Skip to content

Utilities

tinytopics.utils

set_random_seed(seed)

Set the random seed for reproducibility across Torch and NumPy.

Parameters:

Name Type Description Default
seed int

Random seed value.

required

generate_synthetic_data(n, m, k, avg_doc_length=1000, device=None)

Generate synthetic document-term matrix for testing the model.

Parameters:

Name Type Description Default
n int

Number of documents.

required
m int

Number of terms (vocabulary size).

required
k int

Number of topics.

required
avg_doc_length int

Average number of terms per document.

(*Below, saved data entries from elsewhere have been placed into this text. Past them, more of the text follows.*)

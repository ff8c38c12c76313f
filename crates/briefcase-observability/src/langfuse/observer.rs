use anyhow::{Context, Result};
use async_trait::async_trait;
use serde::Serialize;

use super::client::LangfuseClient;
use super::types::{Envelope, EventKind, GenerationBody, ScoreBody, TraceBody, Usage};
use crate::observer::Observer;
use crate::types::{Feedback, GenerationObservation, TraceContext};

/// Score name under which end-user ratings are stored
pub const FEEDBACK_SCORE_NAME: &str = "user-feedback";

const TRACE_TAG: &str = "briefcase";

/// Records traces, generations and feedback scores in Langfuse
pub struct LangfuseObserver {
    client: LangfuseClient,
}

impl LangfuseObserver {
    pub fn new(public_key: String, secret_key: String, host: String) -> Result<Self> {
        let client = LangfuseClient::new(public_key, secret_key, host)
            .context("Failed to create Langfuse client")?;

        Ok(Self { client })
    }

    async fn emit<T: Serialize>(&self, kind: EventKind, body: &T) -> Result<()> {
        let envelope = Envelope::wrap(kind, body)
            .with_context(|| format!("Failed to serialize {:?} event", kind))?;
        self.client.ingest(vec![envelope]).await
    }
}

#[async_trait]
impl Observer for LangfuseObserver {
    async fn trace_start(&self, context: TraceContext) -> Result<()> {
        tracing::debug!(trace_id = %context.trace_id, name = %context.name, "Starting Langfuse trace");

        let body = TraceBody {
            id: context.trace_id,
            name: context.name,
            user_id: context.user_id,
            input: context.input,
            metadata: context.metadata,
            tags: vec![TRACE_TAG.to_string()],
            timestamp: context.started_at.to_rfc3339(),
        };
        self.emit(EventKind::TraceCreate, &body).await
    }

    async fn trace_generation(&self, observation: GenerationObservation) -> Result<()> {
        let level = if observation.error.is_some() { "ERROR" } else { "DEFAULT" };

        let body = GenerationBody {
            id: uuid::Uuid::new_v4().to_string(),
            trace_id: observation.trace_id,
            name: observation.name,
            model: observation.model,
            start_time: observation.started_at.to_rfc3339(),
            end_time: observation.ended_at.to_rfc3339(),
            input: observation.input,
            output: observation.output.map(serde_json::Value::String),
            level,
            status_message: observation.error,
            usage: observation.usage.map(|u| Usage {
                input: u.input_tokens,
                output: u.output_tokens,
                total: u.total_tokens,
            }),
        };
        self.emit(EventKind::GenerationCreate, &body).await
    }

    async fn score(&self, feedback: Feedback) -> Result<()> {
        tracing::info!(trace_id = %feedback.trace_id, score = feedback.score, "Recording user feedback");

        let body = ScoreBody {
            id: uuid::Uuid::new_v4().to_string(),
            trace_id: feedback.trace_id,
            name: FEEDBACK_SCORE_NAME.to_string(),
            value: feedback.score,
            comment: feedback.comment,
        };
        self.emit(EventKind::ScoreCreate, &body).await
    }
}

Default is 1000.

1000
device device

Device to place the output tensors on.

None

Returns:

Type Description
Tensor

Document-term matrix.

ndarray

True document-topic distribution (L).

ndarray

True topic-term distribution (F).

align_topics(true_F, learned_F)

Align learned topics with true topics for visualization, using cosine similarity and linear sum assignment.

Parameters:

Name Type Description Default
true_F ndarray

Ground truth topic-term matrix.

required
learned_F ndarray

Learned topic-term matrix.

required

Returns:

Type Description
ndarray

Permutation of learned topics aligned with true topics.

sort_documents(L_matrix)

Sort documents grouped by dominant topics for visualization.

Parameters:

Name Type Description Default
L_matrix ndarray

Document-topic distribution matrix.

required

Returns:

Type Description
Sequence[int]

Sequence[int]: Indices of documents sorted by dominant topics.